=== Records shown ===

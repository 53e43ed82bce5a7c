use crate::models::{Country, Dataset, MetricKey};
use crate::option::ChartOption;
use anyhow::{Context, Result, anyhow};
use csv::WriterBuilder;
use log::info;
use regex::Regex;
use std::fs::{self, File};
use std::io::Write;
use std::path::Path;

/// `const gdpData = {...};` as found in the page's data script.
const JS_ASSIGNMENT: &str =
    r"(?s)(?:(?:const|let|var)\s+[A-Za-z_$][\w$]*|window\.[A-Za-z_$][\w$]*)\s*=\s*(\{.*\})\s*;?";

/// Parse a dataset from JSON text, or from a JS file that assigns an object
/// literal to a variable. The literal is read as JSON5, so unquoted keys,
/// trailing commas and comments are accepted. The result is validated and
/// normalized.
pub fn parse_dataset(text: &str) -> Result<Dataset> {
    let re = Regex::new(JS_ASSIGNMENT)?;
    let body = match re.captures(text) {
        Some(caps) => caps.get(1).map(|m| m.as_str()).unwrap_or(text),
        None => text,
    };
    let dataset: Dataset = json5::from_str(body).context("parsing dataset")?;
    Ok(dataset.normalized()?)
}

/// Load a dataset from a `.json` or `.js` file.
pub fn load_dataset<P: AsRef<Path>>(path: P) -> Result<Dataset> {
    let path = path.as_ref();
    let text = fs::read_to_string(path).with_context(|| format!("reading {}", path.display()))?;
    let dataset = parse_dataset(&text).with_context(|| format!("loading {}", path.display()))?;
    info!(
        "loaded {} years ({}..{}) from {}",
        dataset.years.len(),
        dataset.years.first().copied().unwrap_or_default(),
        dataset.years.last().copied().unwrap_or_default(),
        path.display()
    );
    Ok(dataset)
}

/// Save a chart option as pretty JSON.
pub fn save_option_json<P: AsRef<Path>>(option: &ChartOption, path: P) -> Result<()> {
    let mut f = File::create(path)?;
    let s = serde_json::to_string_pretty(option)?;
    f.write_all(s.as_bytes())?;
    Ok(())
}

/// Save the dataset as tidy CSV: one row per (year, country, metric).
pub fn save_csv<P: AsRef<Path>>(dataset: &Dataset, path: P) -> Result<()> {
    let mut wtr = WriterBuilder::new().from_path(path)?;
    wtr.serialize(("year", "country", "metric", "growth", "value"))?;
    for key in MetricKey::ALL {
        let pair = dataset.series(key);
        for country in Country::ALL {
            let values = pair.get(country);
            for (i, year) in dataset.years.iter().enumerate() {
                let value = values
                    .get(i)
                    .ok_or_else(|| anyhow!("{key}.{} shorter than years", country.id()))?;
                wtr.serialize((year, country.id(), key.metric.id(), key.growth, value))?;
            }
        }
    }
    wtr.flush()?;
    Ok(())
}
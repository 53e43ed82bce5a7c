//! Quick-filter presets for the 12-series interactive chart.

use crate::format::Lang;
use crate::models::{Country, Metric, MetricKey};
use crate::option::SeriesMeta;
use crate::resolve::{country_name, metric_name};
use serde::{Deserialize, Serialize};
use std::collections::BTreeMap;
use std::fmt;

/// The four quick-filter buttons.
#[derive(Debug, Clone, Copy, Default, PartialEq, Eq, Hash, Serialize, Deserialize)]
#[serde(rename_all = "lowercase")]
pub enum QuickFilter {
    All,
    #[default]
    Nominal,
    Real,
    Growth,
}

impl QuickFilter {
    pub const ALL: [QuickFilter; 4] = [
        QuickFilter::Nominal,
        QuickFilter::Real,
        QuickFilter::Growth,
        QuickFilter::All,
    ];

    /// Parse a button id (`btn-growth`) or bare name (`growth`).
    pub fn from_button_id(id: &str) -> Option<Self> {
        let id = id.trim().to_ascii_lowercase();
        match id.strip_prefix("btn-").unwrap_or(&id) {
            "all" => Some(QuickFilter::All),
            "nominal" => Some(QuickFilter::Nominal),
            "real" => Some(QuickFilter::Real),
            "growth" => Some(QuickFilter::Growth),
            _ => None,
        }
    }

    pub fn button_id(self) -> &'static str {
        match self {
            QuickFilter::All => "btn-all",
            QuickFilter::Nominal => "btn-nominal",
            QuickFilter::Real => "btn-real",
            QuickFilter::Growth => "btn-growth",
        }
    }

    pub fn label(self, lang: Lang) -> &'static str {
        match (self, lang) {
            (QuickFilter::All, Lang::Zh) => "全部",
            (QuickFilter::Nominal, Lang::Zh) => "名义GDP",
            (QuickFilter::Real, Lang::Zh) => "实际GDP",
            (QuickFilter::Growth, Lang::Zh) => "增速",
            (QuickFilter::All, Lang::En) => "All",
            (QuickFilter::Nominal, Lang::En) => "Nominal",
            (QuickFilter::Real, Lang::En) => "Real",
            (QuickFilter::Growth, Lang::En) => "Growth",
        }
    }

    fn admits(self, id: SeriesMeta) -> bool {
        match self {
            QuickFilter::All => true,
            QuickFilter::Nominal => id.key == MetricKey::level(Metric::Nominal),
            QuickFilter::Real => id.key == MetricKey::level(Metric::Real),
            QuickFilter::Growth => id.key.growth,
        }
    }
}

impl fmt::Display for QuickFilter {
    fn fmt(&self, f: &mut fmt::Formatter<'_>) -> fmt::Result {
        f.write_str(self.button_id().trim_start_matches("btn-"))
    }
}

/// Every series of the interactive chart, in drawing order.
pub fn all_series() -> Vec<SeriesMeta> {
    MetricKey::ALL
        .into_iter()
        .flat_map(|key| Country::ALL.into_iter().map(move |country| SeriesMeta { country, key }))
        .collect()
}

/// Display name of an interactive series, e.g. `中国 名义GDP增速`.
pub fn series_name(id: SeriesMeta, lang: Lang) -> String {
    format!("{} {}", country_name(id.country, lang), metric_name(id.key, lang))
}

/// Legend visibility per series.
#[derive(Debug, Clone, PartialEq, Eq)]
pub struct LegendSelection(BTreeMap<SeriesMeta, bool>);

impl LegendSelection {
    pub fn is_selected(&self, id: SeriesMeta) -> bool {
        self.0.get(&id).copied().unwrap_or(false)
    }

    pub fn selected_count(&self) -> usize {
        self.0.values().filter(|v| **v).count()
    }

    pub fn len(&self) -> usize {
        self.0.len()
    }

    pub fn is_empty(&self) -> bool {
        self.0.is_empty()
    }

    pub fn iter(&self) -> impl Iterator<Item = (SeriesMeta, bool)> + '_ {
        self.0.iter().map(|(k, v)| (*k, *v))
    }

    /// The display-name keyed map used by the engine's legend.
    pub fn named(&self, lang: Lang) -> BTreeMap<String, bool> {
        self.0
            .iter()
            .map(|(id, on)| (series_name(*id, lang), *on))
            .collect()
    }
}

/// Legend map for a quick filter; covers all 12 series.
pub fn preset_for(filter: QuickFilter) -> LegendSelection {
    LegendSelection(
        all_series()
            .into_iter()
            .map(|id| (id, filter.admits(id)))
            .collect(),
    )
}

#[cfg(test)]
mod tests {
    use super::*;

    #[test]
    fn button_ids_round_trip() {
        for f in QuickFilter::ALL {
            assert_eq!(QuickFilter::from_button_id(f.button_id()), Some(f));
            assert_eq!(QuickFilter::from_button_id(&f.to_string()), Some(f));
        }
        assert_eq!(QuickFilter::from_button_id("btn-ppp"), None);
    }

    #[test]
    fn names_are_unique() {
        for lang in [Lang::Zh, Lang::En] {
            let named = preset_for(QuickFilter::All).named(lang);
            assert_eq!(named.len(), 12);
        }
    }

    #[test]
    fn real_preset_selects_real_levels() {
        let sel = preset_for(QuickFilter::Real);
        assert_eq!(sel.selected_count(), 2);
        assert!(sel.is_selected(SeriesMeta {
            country: Country::Usa,
            key: MetricKey::level(Metric::Real)
        }));
        assert!(!sel.is_selected(SeriesMeta {
            country: Country::Usa,
            key: MetricKey::growth(Metric::Real)
        }));
    }
}
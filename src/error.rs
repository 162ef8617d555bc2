//! Error types for filebox.

use thiserror::Error;

/// Common error type for filebox.
#[derive(Error, Debug)]
pub enum FileboxError {
    /// I/O error.
    #[error("I/O error: {0}")]
    Io(#[from] std::io::Error),

    /// Validation error for user input (bad filenames, malformed uploads).
    #[error("validation error: {0}")]
    Validation(String),

    /// Resource not found.
    #[error("{0} not found")]
    NotFound(String),

    /// PDF generation error.
    #[error("PDF error: {0}")]
    Pdf(#[from] lopdf::Error),

    /// HTML template rendering error.
    #[error("template error: {0}")]
    Template(#[from] askama::Error),

    /// Configuration error.
    #[error("configuration error: {0}")]
    Config(String),
}

/// Result type alias for filebox operations.
pub type Result<T> = std::result::Result<T, FileboxError>;
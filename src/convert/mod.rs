//! Text-to-PDF conversion for filebox.
//!
//! Each line of a text file becomes one PDF text row. Converted documents
//! are written to their own directory as `<original>.pdf` and are not
//! removed when the source file is deleted.

mod layout;
mod pdf;

pub use layout::PageLayout;
pub use pdf::{encode_win_ansi, render_pdf, RenderedPdf};

use std::fs;
use std::io;
use std::path::{Path, PathBuf};

use uuid::Uuid;

use crate::file::sanitize_filename;
use crate::{FileboxError, Result};

/// A PDF derived from a stored file.
#[derive(Debug, Clone, PartialEq, Eq)]
pub struct ConvertedDocument {
    /// Name of the source file.
    pub source_name: String,
    /// Name of the PDF (`<source_name>.pdf`).
    pub name: String,
    /// Location of the PDF on disk.
    pub path: PathBuf,
    pub pages: usize,
    /// Text rows written, one per source line.
    pub rows: usize,
}

/// Converts text files into PDF documents in an output directory.
#[derive(Debug, Clone)]
pub struct Converter {
    output_dir: PathBuf,
    layout: PageLayout,
}

impl Converter {
    /// Create a converter writing into `output_dir` (created if missing).
    pub fn new(output_dir: impl Into<PathBuf>) -> Result<Self> {
        let output_dir = output_dir.into();
        fs::create_dir_all(&output_dir)?;

        Ok(Self {
            output_dir,
            layout: PageLayout::default(),
        })
    }

    pub fn output_dir(&self) -> &Path {
        &self.output_dir
    }

    /// Name of the PDF produced for `source_name`.
    pub fn output_name(source_name: &str) -> Result<String> {
        Ok(format!("{}.pdf", sanitize_filename(source_name)?))
    }

    /// Path of the PDF produced for `source_name`.
    pub fn output_path(&self, source_name: &str) -> Result<PathBuf> {
        Ok(self.output_dir.join(Self::output_name(source_name)?))
    }

    /// Convert the text file at `source` into `<source_name>.pdf`.
    ///
    /// Invalid UTF-8 is decoded lossily. The PDF is written under a
    /// temporary name and renamed into place, replacing any earlier
    /// conversion of the same file.
    pub fn convert(&self, source: &Path, source_name: &str) -> Result<ConvertedDocument> {
        let source_name = sanitize_filename(source_name)?;
        let name = Self::output_name(&source_name)?;

        let raw = match fs::read(source) {
            Ok(raw) => raw,
            Err(e) if e.kind() == io::ErrorKind::NotFound => {
                return Err(FileboxError::NotFound(format!("File: {source_name}")))
            }
            Err(e) => return Err(e.into()),
        };
        let text = String::from_utf8_lossy(&raw);
        let rendered = render_pdf(&text, &self.layout)?;

        fs::create_dir_all(&self.output_dir)?;
        let path = self.output_dir.join(&name);
        let temp_path = self.output_dir.join(format!(".{name}.{}.tmp", Uuid::new_v4()));

        let written =
            fs::write(&temp_path, &rendered.bytes).and_then(|()| fs::rename(&temp_path, &path));
        if let Err(e) = written {
            let _ = fs::remove_file(&temp_path);
            return Err(e.into());
        }

        tracing::debug!(
            source = %source_name,
            pages = rendered.pages,
            rows = rendered.rows,
            "Rendered PDF"
        );

        Ok(ConvertedDocument {
            source_name,
            name,
            path,
            pages: rendered.pages,
            rows: rendered.rows,
        })
    }
}

#[cfg(test)]
mod tests {
    use super::*;
    use tempfile::TempDir;

    fn setup() -> (TempDir, Converter) {
        let temp_dir = TempDir::new().unwrap();
        let converter = Converter::new(temp_dir.path().join("conversions")).unwrap();
        (temp_dir, converter)
    }

    #[test]
    fn test_new_creates_output_dir() {
        let (temp_dir, converter) = setup();
        assert!(temp_dir.path().join("conversions").is_dir());
        assert_eq!(converter.output_dir(), temp_dir.path().join("conversions"));
    }

    #[test]
    fn test_output_name() {
        assert_eq!(Converter::output_name("notes.txt").unwrap(), "notes.txt.pdf");
        assert_eq!(Converter::output_name("../x/notes.txt").unwrap(), "notes.txt.pdf");
        assert!(Converter::output_name("..").is_err());
    }

    #[test]
    fn test_convert_writes_pdf() {
        let (temp_dir, converter) = setup();
        let source = temp_dir.path().join("notes.txt");
        fs::write(&source, "one\ntwo\nthree\nfour\n").unwrap();

        let doc = converter.convert(&source, "notes.txt").unwrap();

        assert_eq!(doc.source_name, "notes.txt");
        assert_eq!(doc.name, "notes.txt.pdf");
        assert_eq!(doc.rows, 4);
        assert_eq!(doc.pages, 1);
        assert_eq!(doc.path, converter.output_path("notes.txt").unwrap());
        let bytes = fs::read(&doc.path).unwrap();
        assert!(bytes.starts_with(b"%PDF"));
    }

    #[test]
    fn test_convert_leaves_no_temp_files() {
        let (temp_dir, converter) = setup();
        let source = temp_dir.path().join("a.txt");
        fs::write(&source, "a").unwrap();

        converter.convert(&source, "a.txt").unwrap();
        converter.convert(&source, "a.txt").unwrap();

        let names: Vec<_> = fs::read_dir(converter.output_dir())
            .unwrap()
            .map(|e| e.unwrap().file_name().into_string().unwrap())
            .collect();
        assert_eq!(names, vec!["a.txt.pdf".to_string()]);
    }

    #[test]
    fn test_convert_invalid_utf8() {
        let (temp_dir, converter) = setup();
        let source = temp_dir.path().join("latin1.txt");
        fs::write(&source, [b'c', b'a', b'f', 0xE9, b'\n', b'x']).unwrap();

        let doc = converter.convert(&source, "latin1.txt").unwrap();

        assert_eq!(doc.rows, 2);
    }

    #[test]
    fn test_convert_missing_source() {
        let (temp_dir, converter) = setup();

        let result = converter.convert(&temp_dir.path().join("missing.txt"), "missing.txt");

        assert!(matches!(result, Err(FileboxError::NotFound(_))));
    }
}
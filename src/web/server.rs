//! Web server for filebox.

use std::net::SocketAddr;
use std::sync::Arc;

use axum::Router;
use tokio::net::TcpListener;
use tower_http::compression::CompressionLayer;

use crate::config::Config;
use crate::{FileboxError, Result};

use super::handlers::AppState;
use super::router::create_router;

/// HTTP server for the file service.
pub struct WebServer {
    /// Server address.
    addr: SocketAddr,
    /// Application state.
    app_state: Arc<AppState>,
}

impl WebServer {
    /// Create a new web server, preparing the storage directories.
    pub fn new(config: &Config) -> Result<Self> {
        let addr = format!("{}:{}", config.server.host, config.server.port)
            .parse()
            .map_err(|e| FileboxError::Config(format!("invalid server address: {e}")))?;

        let app_state = AppState::from_config(&config.storage, &config.server)?;

        Ok(Self::with_state(addr, app_state))
    }

    /// Create a web server around an existing state.
    pub fn with_state(addr: SocketAddr, app_state: AppState) -> Self {
        Self {
            addr,
            app_state: Arc::new(app_state),
        }
    }

    /// Get the server address.
    pub fn addr(&self) -> SocketAddr {
        self.addr
    }

    fn build_router(&self) -> Router {
        create_router(self.app_state.clone()).layer(CompressionLayer::new())
    }

    async fn bind(&self) -> std::io::Result<(TcpListener, SocketAddr)> {
        let listener = TcpListener::bind(self.addr).await?;
        let local_addr = listener.local_addr()?;
        tracing::info!("Web server listening on http://{}", local_addr);
        Ok((listener, local_addr))
    }

    /// Run the web server until it fails.
    pub async fn run(self) -> std::io::Result<()> {
        let router = self.build_router();
        let (listener, _) = self.bind().await?;

        axum::serve(listener, router).await
    }

    /// Run the server in the background and return the actual bound address.
    ///
    /// This is useful for testing when binding to port 0.
    pub async fn run_with_addr(self) -> std::io::Result<SocketAddr> {
        let router = self.build_router();
        let (listener, local_addr) = self.bind().await?;

        tokio::spawn(async move {
            if let Err(e) = axum::serve(listener, router).await {
                tracing::error!("Web server error: {}", e);
            }
        });

        Ok(local_addr)
    }
}
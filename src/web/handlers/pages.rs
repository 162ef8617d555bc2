//! Static pages: home and upload form.

use axum::{extract::State, response::Html};
use std::sync::Arc;

use crate::file::format_file_size;
use crate::web::error::WebError;
use crate::web::handlers::AppState;
use crate::web::templates::{render_html, HomeTemplate, UploadFormTemplate};

/// GET / - Landing page.
pub async fn home() -> Result<Html<String>, WebError> {
    Ok(render_html(&HomeTemplate)?)
}

/// GET /upload-form - Multipart upload form.
pub async fn upload_form(State(state): State<Arc<AppState>>) -> Result<Html<String>, WebError> {
    Ok(render_html(&UploadFormTemplate {
        max_upload_size: format_file_size(state.max_upload_size),
    })?)
}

===

Task item: Where does the word "NotFound" occur in the data? Copy every line that has it.

Exercise output:
    NotFound(String),
            Err(e) if e.kind() == io::ErrorKind::NotFound => {
                return Err(FileboxError::NotFound(format!("File: {source_name}")))
        assert!(matches!(result, Err(FileboxError::NotFound(_))));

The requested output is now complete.